What is interesting to me is that even if the researchers have their family trees in one or more of the programs, they still focus on manual searching even when those searches are not overly productive. I guess my question is what makes the researchers think they can out perform the automated record hints with manual searches on the same program. Commonly, I observe researchers who are manually searching one of the large database programs when they have a long list of waiting record hints to process.
Before getting further into this issue, it seems to me to be a good idea to examine the limitations of both manual and automated searches. First the limitations they have in common, some of which are pretty obvious.
Limitations on both manual and automated searches:
- All database searches are limited to the content of the records in the database. This may seem elementary, but how many times do you check to make sure that the website has the type of record you are looking for before you make your search and of course, if the records are not in the database no automated process will make them appear. This could also be a controlling factor in choosing to put a family tree on a website.
- The accuracy of the initial assumptions made by the researcher about the identity of family members, i.e. if you input the wrong parents, the program will not know this and will look for what it is told to look for.
- The assumptions made by the algorithms programmed into the automated searches and the manual searches.
- The detail contained in the record sources. If the records contain little data about the target individuals, the searches will produce more false positives.
- The accuracy of the indexing done to the original records.
- A manual search is usually limited to the information known and input by the researcher.
- The searchers ability to formulate search terms. This is one of the primary issues.
- The time spent by the searcher.
- The number of false positives returned by the search. Many searchers give up when the search engine begins producing long lists of obviously inappropriate responses.
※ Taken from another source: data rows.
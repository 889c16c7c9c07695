use std::collections::BTreeMap;

use tracing::info;

use crate::branch_and_bound::BranchAndBound;
use crate::error::SolveError;
use crate::knapsack::{KnapsackBranchAndBound, KnapsackScheme};
use crate::model::Model;
use crate::search::{SearchResult, Traversal};
use crate::simplex::Simplex;
use crate::solution::{Solution, SolutionStatus};

/// Which engine to run
#[cfg_attr(feature = "serde", derive(serde::Serialize, serde::Deserialize))]
#[cfg_attr(feature = "serde", serde(rename_all = "snake_case"))]
#[derive(Debug, Clone, Copy, PartialEq, Eq, Default)]
pub enum Method {
    /// Simplex for purely continuous models, knapsack search when the model
    /// qualifies, LP-based branch-and-bound otherwise
    #[default]
    Auto,
    Simplex,
    BranchAndBound,
    Knapsack,
}

#[cfg_attr(feature = "serde", derive(serde::Serialize, serde::Deserialize))]
#[cfg_attr(feature = "serde", serde(tag = "engine", rename_all = "snake_case"))]
#[derive(Debug, Clone)]
pub enum Outcome {
    Linear(Solution),
    Search(SearchResult),
}

impl Outcome {
    pub fn status(&self) -> SolutionStatus {
        match self {
            Outcome::Linear(s) => s.status,
            Outcome::Search(r) => r.status,
        }
    }

    pub fn objective_value(&self) -> Option<f64> {
        match self {
            Outcome::Linear(s) => s.objective_value,
            Outcome::Search(r) => r.best_objective,
        }
    }

    pub fn assignment(&self) -> &BTreeMap<String, f64> {
        match self {
            Outcome::Linear(s) => &s.assignment,
            Outcome::Search(r) => &r.assignment,
        }
    }
}

/// Front door that dispatches a model to the right engine
#[derive(Debug, Clone)]
pub struct Solver {
    method: Method,
    tolerance: f64,
    max_iterations: usize,
    record_snapshots: bool,
    traversal: Traversal,
    node_limit: Option<usize>,
}

impl Default for Solver {
    fn default() -> Self {
        Self {
            method: Method::Auto,
            tolerance: 1e-9,
            max_iterations: 10000,
            record_snapshots: true,
            traversal: Traversal::BreadthFirst,
            node_limit: None,
        }
    }
}

impl Solver {
    pub fn new() -> Self {
        Self::default()
    }

    pub fn with_method(mut self, method: Method) -> Self {
        self.method = method;
        self
    }

    pub fn with_tolerance(mut self, tol: f64) -> Self {
        self.tolerance = tol;
        self
    }

    pub fn with_max_iterations(mut self, max: usize) -> Self {
        self.max_iterations = max;
        self
    }

    /// Only affects pure LP solves; relaxations inside a search never keep snapshots
    pub fn with_snapshots(mut self, record: bool) -> Self {
        self.record_snapshots = record;
        self
    }

    pub fn with_traversal(mut self, traversal: Traversal) -> Self {
        self.traversal = traversal;
        self
    }

    pub fn with_node_limit(mut self, limit: Option<usize>) -> Self {
        self.node_limit = limit;
        self
    }

    /// Method that `Auto` resolves to for this model
    pub fn resolve_method(&self, model: &Model) -> Method {
        match self.method {
            Method::Auto if !model.has_integral_variables() => Method::Simplex,
            Method::Auto if KnapsackScheme::from_model(model, self.tolerance).is_ok() => {
                Method::Knapsack
            }
            Method::Auto => Method::BranchAndBound,
            other => other,
        }
    }

    pub fn solve(&self, model: &Model) -> Result<Outcome, SolveError> {
        let method = self.resolve_method(model);
        info!(
            ?method,
            variables = model.num_variables(),
            constraints = model.num_constraints(),
            "solving model"
        );

        let simplex = Simplex::new()
            .with_tolerance(self.tolerance)
            .with_max_iterations(self.max_iterations);

        match method {
            Method::Simplex | Method::Auto => simplex
                .with_snapshots(self.record_snapshots)
                .solve(model)
                .map(Outcome::Linear),
            Method::BranchAndBound => {
                let mut bnb = BranchAndBound::new()
                    .with_simplex(simplex.with_snapshots(false))
                    .with_tolerance(self.tolerance)
                    .with_traversal(self.traversal);
                if let Some(limit) = self.node_limit {
                    bnb = bnb.with_node_limit(limit);
                }
                bnb.solve(model).map(Outcome::Search)
            }
            Method::Knapsack => {
                let mut knapsack = KnapsackBranchAndBound::new()
                    .with_tolerance(self.tolerance)
                    .with_traversal(self.traversal);
                if let Some(limit) = self.node_limit {
                    knapsack = knapsack.with_node_limit(limit);
                }
                knapsack.solve(model).map(Outcome::Search)
            }
        }
    }
}
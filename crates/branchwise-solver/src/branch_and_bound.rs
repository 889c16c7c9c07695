use crate::error::SolveError;
use crate::model::{Constraint, ConstraintOp, Model, Sense, Variable, VariableKind};
use crate::search::{
    self, Bounded, BranchDirection, Branching, BranchingScheme, Evaluation, SearchConfig,
    SearchResult, Traversal,
};
use crate::simplex::Simplex;
use crate::solution::SolutionStatus;

/// Integer programming by LP-based branch-and-bound.
///
/// Each node owns a clone of the model with its branching constraints appended;
/// the relaxation of that clone is handed to [`Simplex`].
#[derive(Debug, Clone)]
pub struct BranchAndBound {
    simplex: Simplex,
    config: SearchConfig,
}

impl Default for BranchAndBound {
    fn default() -> Self {
        Self {
            simplex: Simplex::new().with_snapshots(false),
            config: SearchConfig::default(),
        }
    }
}

impl BranchAndBound {
    pub fn new() -> Self {
        Self::default()
    }

    /// Simplex used for node relaxations
    pub fn with_simplex(mut self, simplex: Simplex) -> Self {
        self.simplex = simplex;
        self
    }

    pub fn with_tolerance(mut self, tol: f64) -> Self {
        self.config.tolerance = tol;
        self.simplex = self.simplex.with_tolerance(tol);
        self
    }

    pub fn with_traversal(mut self, traversal: Traversal) -> Self {
        self.config.traversal = traversal;
        self
    }

    pub fn with_node_limit(mut self, limit: usize) -> Self {
        self.config.node_limit = Some(limit);
        self
    }

    pub fn solve(&self, model: &Model) -> Result<SearchResult, SolveError> {
        model.validate()?;
        if !model.has_integral_variables() {
            return Err(SolveError::NothingToBranch);
        }

        let scheme = IntegerScheme {
            integral: model
                .variables
                .iter()
                .enumerate()
                .filter(|(_, v)| v.kind.is_integral())
                .map(|(j, _)| j)
                .collect(),
            names: model.variables.iter().map(|v| v.name.clone()).collect(),
            sense: model.sense,
            simplex: &self.simplex,
            tolerance: self.config.tolerance,
        };
        search::run(&scheme, model.clone(), &self.config)
    }
}

struct IntegerScheme<'a> {
    integral: Vec<usize>,
    names: Vec<String>,
    sense: Sense,
    simplex: &'a Simplex,
    tolerance: f64,
}

impl IntegerScheme<'_> {
    fn is_integral_value(&self, x: f64) -> bool {
        (x - x.round()).abs() <= self.tolerance
    }

    /// Integral variable whose fractional part is closest to 0.5; ties go to the first
    fn most_fractional(&self, values: &[f64]) -> Option<usize> {
        let mut best: Option<(usize, f64)> = None;
        for &j in &self.integral {
            let x = values[j];
            if self.is_integral_value(x) {
                continue;
            }
            let distance = (x - x.floor() - 0.5).abs();
            if best.is_none_or(|(_, d)| distance < d) {
                best = Some((j, distance));
            }
        }
        best.map(|(j, _)| j)
    }
}

impl BranchingScheme for IntegerScheme<'_> {
    type Node = Model;

    fn sense(&self) -> Sense {
        self.sense
    }

    fn variable_names(&self) -> Vec<String> {
        self.names.clone()
    }

    fn compute_bound(&self, node: &Model) -> Result<Evaluation, SolveError> {
        let relaxed = match relax(node, self.tolerance) {
            Relaxation::Model(m) => m,
            Relaxation::Infeasible(reason) => return Ok(Evaluation::Infeasible(reason)),
        };

        let solution = self.simplex.solve(&relaxed)?;
        Ok(match (solution.status, solution.objective_value) {
            (SolutionStatus::Optimal, Some(objective)) => Evaluation::Bounded(Bounded {
                bound: objective,
                objective,
                values: solution.values,
            }),
            (SolutionStatus::Unbounded, _) => Evaluation::Unbounded,
            _ => Evaluation::Infeasible("relaxation has no feasible point".to_string()),
        })
    }

    fn is_complete(&self, _node: &Model, bounded: &Bounded) -> bool {
        self.integral
            .iter()
            .all(|&j| self.is_integral_value(bounded.values[j]))
    }

    fn branch(
        &self,
        node: &Model,
        bounded: &Bounded,
    ) -> Result<[(Branching, Model); 2], SolveError> {
        let j = self
            .most_fractional(&bounded.values)
            .ok_or(SolveError::NothingToBranch)?;
        let name = &self.names[j];
        let x = bounded.values[j];
        let (down, up) = (x.floor(), x.ceil());

        let mut unit = vec![0.0; node.num_variables()];
        unit[j] = 1.0;

        let down_child = node.with_constraint(Constraint::new(
            format!("branch_{}_le_{}", name, down),
            unit.clone(),
            ConstraintOp::Le,
            down,
        ));
        let up_child = node.with_constraint(Constraint::new(
            format!("branch_{}_ge_{}", name, up),
            unit,
            ConstraintOp::Ge,
            up,
        ));

        Ok([
            (
                Branching {
                    variable: name.clone(),
                    direction: BranchDirection::Down,
                    value: down,
                },
                down_child,
            ),
            (
                Branching {
                    variable: name.clone(),
                    direction: BranchDirection::Up,
                    value: up,
                },
                up_child,
            ),
        ])
    }
}

pub(crate) enum Relaxation {
    Model(Model),
    Infeasible(String),
}

/// Continuous relaxation of `model` in the form the simplex accepts.
///
/// Integer and binary variables become continuous (binary keeps `[0, 1]`), and
/// every single-variable constraint is folded into that variable's bounds.
/// Unrestricted variables without a finite lower bound are passed through
/// unchanged, so the simplex rejects them.
pub(crate) fn relax(model: &Model, tolerance: f64) -> Relaxation {
    let mut lower: Vec<f64> = model.variables.iter().map(Variable::lower_bound).collect();
    let mut upper: Vec<f64> = model.variables.iter().map(Variable::upper_bound).collect();
    let mut constraints = Vec::with_capacity(model.num_constraints());

    for c in &model.constraints {
        let Some((j, a)) = c.single_variable(tolerance) else {
            constraints.push(c.clone());
            continue;
        };
        let limit = c.rhs / a;
        match (c.op, a > 0.0) {
            (ConstraintOp::Le, true) | (ConstraintOp::Ge, false) => upper[j] = upper[j].min(limit),
            (ConstraintOp::Ge, true) | (ConstraintOp::Le, false) => lower[j] = lower[j].max(limit),
            (ConstraintOp::Eq, _) => {
                lower[j] = lower[j].max(limit);
                upper[j] = upper[j].min(limit);
            }
        }
    }

    let mut variables = Vec::with_capacity(model.num_variables());
    for (j, v) in model.variables.iter().enumerate() {
        if lower[j] > upper[j] + tolerance {
            return Relaxation::Infeasible(format!(
                "bounds on '{}' conflict: {} > {}",
                v.name, lower[j], upper[j]
            ));
        }
        let kind = if v.kind == VariableKind::Unrestricted && lower[j].is_infinite() {
            VariableKind::Unrestricted
        } else {
            VariableKind::Continuous
        };
        variables.push(Variable {
            name: v.name.clone(),
            kind,
            lower: lower[j].is_finite().then_some(lower[j]),
            upper: upper[j].is_finite().then_some(upper[j]),
        });
    }

    Relaxation::Model(Model {
        sense: model.sense,
        variables,
        objective: model.objective.clone(),
        constraints,
    })
}

#[cfg(test)]
mod tests {
    use super::*;
    use crate::search::{FathomReason, NodeStatus};

    fn integer_model(sense: Sense, objective: &[f64]) -> Model {
        let mut model = Model::new(sense);
        for (j, &c) in objective.iter().enumerate() {
            model.add_variable(Variable::new(format!("x{}", j + 1), VariableKind::Integer), c);
        }
        model
    }

    #[test]
    fn test_branches_on_fractional_root() {
        // max x1 + x2, x1 <= 3.5, x1 + x2 <= 5.5 (x1 integer, x2 continuous)
        let mut model = Model::new(Sense::Maximize);
        model.add_variable(Variable::new("x1", VariableKind::Integer), 1.0);
        model.add_variable(Variable::new("x2", VariableKind::Continuous), 0.0);
        model.add_constraint("cap", vec![1.0, 0.0], ConstraintOp::Le, 3.5);
        model.add_constraint("sum", vec![1.0, 1.0], ConstraintOp::Le, 5.5);

        let result = BranchAndBound::new().solve(&model).unwrap();

        let root = &result.nodes[0];
        assert!((root.values[0] - 3.5).abs() < 1e-9, "root x1 = {}", root.values[0]);
        assert_eq!(root.status, NodeStatus::Branched);

        let down = result.nodes[1].branching.as_ref().unwrap();
        let up = result.nodes[2].branching.as_ref().unwrap();
        assert_eq!((down.direction, down.value), (BranchDirection::Down, 3.0));
        assert_eq!((up.direction, up.value), (BranchDirection::Up, 4.0));
        assert!(matches!(
            result.nodes[2].status,
            NodeStatus::Fathomed(FathomReason::Infeasible(_))
        ));

        assert!(result.is_optimal());
        assert!((result.value_of("x1").unwrap() - 3.0).abs() < 1e-9);
        assert!((result.best_objective.unwrap() - 3.0).abs() < 1e-9);
    }

    #[test]
    fn test_classic_integer_program() {
        // max 5x1 + 4x2, 6x1 + 4x2 <= 24, x1 + 2x2 <= 6 -> LP (3, 1.5) z=21, IP z=20 at (4, 0)
        let mut model = integer_model(Sense::Maximize, &[5.0, 4.0]);
        model.add_constraint("c1", vec![6.0, 4.0], ConstraintOp::Le, 24.0);
        model.add_constraint("c2", vec![1.0, 2.0], ConstraintOp::Le, 6.0);

        let result = BranchAndBound::new().solve(&model).unwrap();

        assert!(result.is_optimal());
        assert!((result.root_bound.unwrap() - 21.0).abs() < 1e-6);
        let obj = result.best_objective.unwrap();
        assert!((obj - 20.0).abs() < 1e-6, "obj = {} (expected 20)", obj);
        assert!((result.best_values[0] - 4.0).abs() < 1e-6);
        assert!(result.best_values[1].abs() < 1e-6);
    }

    #[test]
    fn test_depth_first_finds_same_optimum() {
        let mut model = integer_model(Sense::Maximize, &[5.0, 4.0]);
        model.add_constraint("c1", vec![6.0, 4.0], ConstraintOp::Le, 24.0);
        model.add_constraint("c2", vec![1.0, 2.0], ConstraintOp::Le, 6.0);

        let bfs = BranchAndBound::new().solve(&model).unwrap();
        let dfs = BranchAndBound::new()
            .with_traversal(Traversal::DepthFirst)
            .solve(&model)
            .unwrap();

        assert!((bfs.best_objective.unwrap() - dfs.best_objective.unwrap()).abs() < 1e-6);
    }

    #[test]
    fn test_minimization() {
        // min -x1 - x2, 2x1 + 2x2 <= 7 -> best integer total is 3
        let mut model = integer_model(Sense::Minimize, &[-1.0, -1.0]);
        model.add_constraint("c", vec![2.0, 2.0], ConstraintOp::Le, 7.0);

        let result = BranchAndBound::new().solve(&model).unwrap();
        assert!(result.is_optimal());
        let obj = result.best_objective.unwrap();
        assert!((obj + 3.0).abs() < 1e-6, "obj = {} (expected -3)", obj);
        assert!(result.root_bound.unwrap() <= obj + 1e-9);
    }

    #[test]
    fn test_contradictory_bounds_are_infeasible() {
        // x1 <= -1 and x1 >= 0
        let mut model = integer_model(Sense::Maximize, &[1.0]);
        model.add_constraint("neg", vec![1.0], ConstraintOp::Le, -1.0);
        model.add_constraint("nonneg", vec![1.0], ConstraintOp::Ge, 0.0);

        let result = BranchAndBound::new().solve(&model).unwrap();
        assert_eq!(result.status, SolutionStatus::Infeasible);
        assert!(result.best_objective.is_none());
        assert_eq!(result.explored_nodes, 1);
    }

    #[test]
    fn test_no_integer_point_in_feasible_relaxation() {
        // 0.2 <= x <= 0.8 has LP points but no integer point
        let mut model = integer_model(Sense::Maximize, &[1.0]);
        model.add_constraint("lo", vec![1.0], ConstraintOp::Ge, 0.2);
        model.add_constraint("hi", vec![1.0], ConstraintOp::Le, 0.8);

        let result = BranchAndBound::new().solve(&model).unwrap();
        assert_eq!(result.status, SolutionStatus::Infeasible);
        assert!(result.root_bound.is_some());
    }

    #[test]
    fn test_unbounded_root() {
        let mut model = integer_model(Sense::Maximize, &[1.0, 0.0]);
        model.add_constraint("diff", vec![1.0, -1.0], ConstraintOp::Le, 1.0);

        let result = BranchAndBound::new().solve(&model).unwrap();
        assert_eq!(result.status, SolutionStatus::Unbounded);
    }

    #[test]
    fn test_up_branch_into_mixed_sign_row() {
        // max x1 + x2, x1 - x2 <= 0.5, x1 + x2 <= 5.5; x1 >= k branches push 'diff' negative
        let mut model = integer_model(Sense::Maximize, &[1.0, 1.0]);
        model.add_constraint("diff", vec![1.0, -1.0], ConstraintOp::Le, 0.5);
        model.add_constraint("sum", vec![1.0, 1.0], ConstraintOp::Le, 5.5);

        for traversal in [Traversal::BreadthFirst, Traversal::DepthFirst] {
            let result = BranchAndBound::new().with_traversal(traversal).solve(&model).unwrap();

            assert!(result.is_optimal());
            let obj = result.best_objective.unwrap();
            assert!((obj - 5.0).abs() < 1e-6, "obj = {} (expected 5)", obj);
            assert!((result.root_bound.unwrap() - 5.5).abs() < 1e-6);
            assert!(model.is_feasible(&result.best_values, 1e-6));
            assert!(result.nodes.iter().all(|n| n.status != NodeStatus::Created));
        }
    }

    #[test]
    fn test_requires_integer_variable() {
        let mut model = Model::new(Sense::Maximize);
        model.add_variable(Variable::new("x", VariableKind::Continuous), 1.0);

        assert!(matches!(
            BranchAndBound::new().solve(&model),
            Err(SolveError::NothingToBranch)
        ));
    }

    #[test]
    fn test_multi_variable_ge_is_unsupported() {
        let mut model = integer_model(Sense::Minimize, &[1.0, 1.0]);
        model.add_constraint("cover", vec![1.0, 1.0], ConstraintOp::Ge, 2.0);

        assert!(matches!(
            BranchAndBound::new().solve(&model),
            Err(SolveError::ModelUnsupported(_))
        ));
    }

    #[test]
    fn test_most_fractional_prefers_half() {
        let simplex = Simplex::new();
        let scheme = IntegerScheme {
            integral: vec![0, 1, 2],
            names: vec!["a".into(), "b".into(), "c".into()],
            sense: Sense::Maximize,
            simplex: &simplex,
            tolerance: 1e-9,
        };
        assert_eq!(scheme.most_fractional(&[1.1, 2.6, 3.4]), Some(1));
        assert_eq!(scheme.most_fractional(&[1.0, 2.0, 3.0]), None);
    }

    #[test]
    fn test_relax_folds_branch_constraints() {
        let mut model = integer_model(Sense::Maximize, &[1.0]);
        model.add_constraint("branch_x1_ge_4", vec![1.0], ConstraintOp::Ge, 4.0);
        model.add_constraint("branch_x1_le_6", vec![1.0], ConstraintOp::Le, 6.0);

        let Relaxation::Model(relaxed) = relax(&model, 1e-9) else {
            panic!("relaxation should be feasible");
        };
        assert!(relaxed.constraints.is_empty());
        assert_eq!(relaxed.variables[0].kind, VariableKind::Continuous);
        assert_eq!(relaxed.variables[0].lower, Some(4.0));
        assert_eq!(relaxed.variables[0].upper, Some(6.0));
    }
}
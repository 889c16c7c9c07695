use thiserror::Error;

use crate::search::SearchResult;
use crate::trace::SimplexTrace;

#[derive(Error, Debug)]
pub enum SolveError {
    #[error("Model unsupported: {0}")]
    ModelUnsupported(String),
    #[error("Dimension mismatch in {context}: expected {expected} coefficients, found {found}")]
    DimensionMismatch {
        context: String,
        expected: usize,
        found: usize,
    },
    #[error("Iteration limit of {limit} exceeded after {} pivots (possible cycling)", .trace.pivots.len())]
    IterationLimitExceeded {
        limit: usize,
        /// Everything recorded up to the point the limit was hit
        trace: Box<SimplexTrace>,
    },
    #[error("Nothing to branch on: model has no integer or binary variables")]
    NothingToBranch,
    #[error("Node limit of {limit} reached after exploring {explored} nodes")]
    NodeLimitExceeded {
        limit: usize,
        explored: usize,
        /// Tree as it stood when the limit was hit; open nodes are still `Created`
        /// and the incumbent, if any, is in `best_values`
        partial: Box<SearchResult>,
    },
}

impl SolveError {
    pub(crate) fn unsupported(msg: impl Into<String>) -> Self {
        Self::ModelUnsupported(msg.into())
    }
}
use crate::error::SolveError;

/// Optimization direction
#[cfg_attr(feature = "serde", derive(serde::Serialize, serde::Deserialize))]
#[cfg_attr(feature = "serde", serde(rename_all = "snake_case"))]
#[derive(Debug, Clone, Copy, PartialEq, Eq)]
pub enum Sense {
    Maximize,
    Minimize,
}

impl Sense {
    /// Whether `candidate` is strictly better than `current` under this sense
    pub fn is_better(self, candidate: f64, current: f64) -> bool {
        match self {
            Sense::Maximize => candidate > current,
            Sense::Minimize => candidate < current,
        }
    }
}

#[cfg_attr(feature = "serde", derive(serde::Serialize, serde::Deserialize))]
#[cfg_attr(feature = "serde", serde(rename_all = "snake_case"))]
#[derive(Debug, Clone, Copy, PartialEq, Eq, Default)]
pub enum VariableKind {
    #[default]
    Continuous,
    Integer,
    Binary,
    /// Free variable, no implicit lower bound of zero
    Unrestricted,
}

impl VariableKind {
    pub fn is_integral(self) -> bool {
        matches!(self, VariableKind::Integer | VariableKind::Binary)
    }
}

#[cfg_attr(feature = "serde", derive(serde::Serialize, serde::Deserialize))]
#[derive(Debug, Clone, PartialEq)]
pub struct Variable {
    pub name: String,
    #[cfg_attr(feature = "serde", serde(default))]
    pub kind: VariableKind,
    /// Explicit lower bound. `None` means 0, or -inf for unrestricted variables.
    #[cfg_attr(feature = "serde", serde(default))]
    pub lower: Option<f64>,
    /// Explicit upper bound. `None` means +inf, or 1 for binary variables.
    #[cfg_attr(feature = "serde", serde(default))]
    pub upper: Option<f64>,
}

impl Variable {
    pub fn new(name: impl Into<String>, kind: VariableKind) -> Self {
        Self {
            name: name.into(),
            kind,
            lower: None,
            upper: None,
        }
    }

    pub fn with_bounds(mut self, lower: Option<f64>, upper: Option<f64>) -> Self {
        self.lower = lower;
        self.upper = upper;
        self
    }

    /// Effective lower bound, taking the variable kind into account
    pub fn lower_bound(&self) -> f64 {
        match (self.lower, self.kind) {
            (Some(l), VariableKind::Binary) => l.max(0.0),
            (Some(l), _) => l,
            (None, VariableKind::Unrestricted) => f64::NEG_INFINITY,
            (None, _) => 0.0,
        }
    }

    /// Effective upper bound, taking the variable kind into account
    pub fn upper_bound(&self) -> f64 {
        match (self.upper, self.kind) {
            (Some(u), VariableKind::Binary) => u.min(1.0),
            (Some(u), _) => u,
            (None, VariableKind::Binary) => 1.0,
            (None, _) => f64::INFINITY,
        }
    }
}

#[cfg_attr(feature = "serde", derive(serde::Serialize, serde::Deserialize))]
#[derive(Debug, Clone, PartialEq)]
pub struct Constraint {
    /// Name/label for the constraint (shown in traces)
    pub name: String,
    /// Coefficients for each variable
    pub coefficients: Vec<f64>,
    /// Comparison operator
    pub op: ConstraintOp,
    /// Right-hand side value
    pub rhs: f64,
}

impl Constraint {
    pub fn new(
        name: impl Into<String>,
        coefficients: Vec<f64>,
        op: ConstraintOp,
        rhs: f64,
    ) -> Self {
        Self {
            name: name.into(),
            coefficients,
            op,
            rhs,
        }
    }

    /// Left-hand side evaluated at `values`
    pub fn lhs(&self, values: &[f64]) -> f64 {
        self.coefficients.iter().zip(values).map(|(a, x)| a * x).sum()
    }

    pub fn is_satisfied(&self, values: &[f64], tolerance: f64) -> bool {
        let lhs = self.lhs(values);
        match self.op {
            ConstraintOp::Le => lhs <= self.rhs + tolerance,
            ConstraintOp::Ge => lhs >= self.rhs - tolerance,
            ConstraintOp::Eq => (lhs - self.rhs).abs() <= tolerance,
        }
    }

    /// The single variable this constraint touches, if it touches exactly one
    pub(crate) fn single_variable(&self, tolerance: f64) -> Option<(usize, f64)> {
        let mut found = None;
        for (j, &a) in self.coefficients.iter().enumerate() {
            if a.abs() > tolerance {
                if found.is_some() {
                    return None;
                }
                found = Some((j, a));
            }
        }
        found
    }
}

#[cfg_attr(feature = "serde", derive(serde::Serialize, serde::Deserialize))]
#[derive(Debug, Clone, Copy, PartialEq, Eq)]
pub enum ConstraintOp {
    /// Less than or equal (<=)
    #[cfg_attr(feature = "serde", serde(rename = "<="))]
    Le,
    /// Greater than or equal (>=)
    #[cfg_attr(feature = "serde", serde(rename = ">="))]
    Ge,
    /// Equal (=)
    #[cfg_attr(feature = "serde", serde(rename = "="))]
    Eq,
}

impl std::fmt::Display for ConstraintOp {
    fn fmt(&self, f: &mut std::fmt::Formatter<'_>) -> std::fmt::Result {
        match self {
            ConstraintOp::Le => write!(f, "<="),
            ConstraintOp::Ge => write!(f, ">="),
            ConstraintOp::Eq => write!(f, "="),
        }
    }
}

/// A linear or integer programming model.
///
/// Search procedures never edit a model in place; they derive children through
/// [`Model::with_constraint`].
#[cfg_attr(feature = "serde", derive(serde::Serialize, serde::Deserialize))]
#[derive(Debug, Clone, PartialEq)]
pub struct Model {
    pub sense: Sense,
    pub variables: Vec<Variable>,
    /// Objective coefficients, aligned with `variables`
    pub objective: Vec<f64>,
    #[cfg_attr(feature = "serde", serde(default))]
    pub constraints: Vec<Constraint>,
}

impl Model {
    pub fn new(sense: Sense) -> Self {
        Self {
            sense,
            variables: Vec::new(),
            objective: Vec::new(),
            constraints: Vec::new(),
        }
    }

    /// Adds a variable with the given objective coefficient and returns its index.
    ///
    /// Existing constraints are padded with a zero coefficient.
    pub fn add_variable(&mut self, variable: Variable, objective: f64) -> usize {
        self.variables.push(variable);
        self.objective.push(objective);
        for c in &mut self.constraints {
            c.coefficients.push(0.0);
        }
        self.variables.len() - 1
    }

    pub fn add_constraint(
        &mut self,
        name: impl Into<String>,
        coefficients: Vec<f64>,
        op: ConstraintOp,
        rhs: f64,
    ) {
        self.constraints.push(Constraint::new(name, coefficients, op, rhs));
    }

    /// Clone of this model with one more constraint appended
    pub fn with_constraint(&self, constraint: Constraint) -> Self {
        let mut child = self.clone();
        child.constraints.push(constraint);
        child
    }

    pub fn num_variables(&self) -> usize {
        self.variables.len()
    }

    pub fn num_constraints(&self) -> usize {
        self.constraints.len()
    }

    pub fn variable_index(&self, name: &str) -> Option<usize> {
        self.variables.iter().position(|v| v.name == name)
    }

    pub fn has_integral_variables(&self) -> bool {
        self.variables.iter().any(|v| v.kind.is_integral())
    }

    /// Checks the alignment invariants between variables, objective and constraints
    pub fn validate(&self) -> Result<(), SolveError> {
        let n = self.variables.len();
        if self.objective.len() != n {
            return Err(SolveError::DimensionMismatch {
                context: "objective".to_string(),
                expected: n,
                found: self.objective.len(),
            });
        }
        for c in &self.constraints {
            if c.coefficients.len() != n {
                return Err(SolveError::DimensionMismatch {
                    context: format!("constraint '{}'", c.name),
                    expected: n,
                    found: c.coefficients.len(),
                });
            }
        }
        Ok(())
    }

    /// Objective value at `values`
    pub fn evaluate(&self, values: &[f64]) -> f64 {
        self.objective.iter().zip(values).map(|(c, x)| c * x).sum()
    }

    /// Whether `values` satisfies every constraint and variable bound within `tolerance`
    pub fn is_feasible(&self, values: &[f64], tolerance: f64) -> bool {
        if values.len() != self.variables.len() {
            return false;
        }
        let in_bounds = self.variables.iter().zip(values).all(|(v, &x)| {
            x >= v.lower_bound() - tolerance && x <= v.upper_bound() + tolerance
        });
        in_bounds && self.constraints.iter().all(|c| c.is_satisfied(values, tolerance))
    }
}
- The program must rely on the accuracy of the information the user enters into the target family tree.
- The depth of the information considered by the searches. This is one of the main factors limiting the first iterations of automated searches. Innovations in the past few years have increased the search depth and thereby increased the accuracy of the searches.
- The number of records included in the automated record hint program.
- The input from the user in the form of accepting or validating the record hints provided. In some cases, the user declines a valid record hint that will then inhibit the ability of the program to provide future hints.
- Inability to distinguish between very close, but wrong, matches.
I have written down some of the limitations, but what about advantages. From my own perspective, I find the record hints to be highly useful in accelerating my ability to fill in routine-type research. I regret all the hours I spent searching through U.S. Census records for example. Now, I get Census input from almost all of the programs. I think it is an amazing development and I am grateful for all the work that has gone into developing such a useful technology. I think that any researcher that doesn't take advantage of the technology is basically wasting their time.